Out-of network penalties
Other than the exceptions above, use of a non-network hospital means:

• For inpatient services, you must pay 10 percent of billed charges up to the annual coinsurance maximum of $1,500 that applies individually to the enrollee, to their covered spouse or domestic partner, and to all covered dependent children combined. However, you may be reimbursed up to $500 of each of these coinsurance maximums through the Basic Medical Program insured by United Healthcare.

• For non-emergency outpatient services, you must pay the greater amount of either a $75 copayment or 10 percent of billed charges, up to the annual coinsurance maximum of $1,500. Again, you may request reimbursement of up to $500 of each of the coinsurance maximums from United Healthcare (UHC); and

• Using radiology, anesthesiology or pathology services as either an inpatient or outpatient at a non-network hospital will cost you more if the physician is not in the UHC network. Your benefit will be subject to a $375 annual deductible, after which UHC will pay up to 80 percent of the “reasonable and customary” charges for the services you received.

For more information or for help identifying other Empire Plan participating hospitals in that area, call 1-800-495-9323, Monday through Friday, between 7 a.m. and 8 p.m.


Rule changed for pre-tax contribution
Retroactive to January 1, 2010, enrollees in the state Health Insurance Program, who participate in the Pre-tax Contribution Program and who cover a dependent who is not federally qualified, may have their full premium contribution for the cost of family health insurance coverage deducted from their pre-taxable wages.
Rings
This technical change benefits members who cover domestic partners or dependents on their state health insurance.

The enrollee and covered dependents will be treated the same way regarding use of pre-tax income to pay for insurance premiums.

Previously, the enrollees’ premiums have been split. The part of the premium paying for the enrollee’s and their federally qualified dependent’s coverage would have been taken from pre-taxable income, while the part of the premium paying for the non-qualified dependent’s coverage would have been taken from taxable income.

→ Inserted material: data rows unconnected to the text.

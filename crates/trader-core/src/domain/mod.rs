//! 트레이딩 운영을 위한 도메인 모델.

mod gateway;
mod order;
mod position;
mod signal;
mod tick_size;
mod trade;

pub use gateway::*;
pub use order::*;
pub use position::*;
pub use signal::*;
pub use tick_size::*;
pub use trade::*;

However, these enrollees who cover a federally qualified dependent will still be responsible for reporting the value of that coverage on their federal income tax return. The state Department of Civil Service sends them form 1099-MISC showing this amount after the end of each tax year.

The change will neither affect the total premium deduction, nor the imputed income. However, the tax withholding amounts could change slightly.

Please consult your tax advisor for additional information or guidance.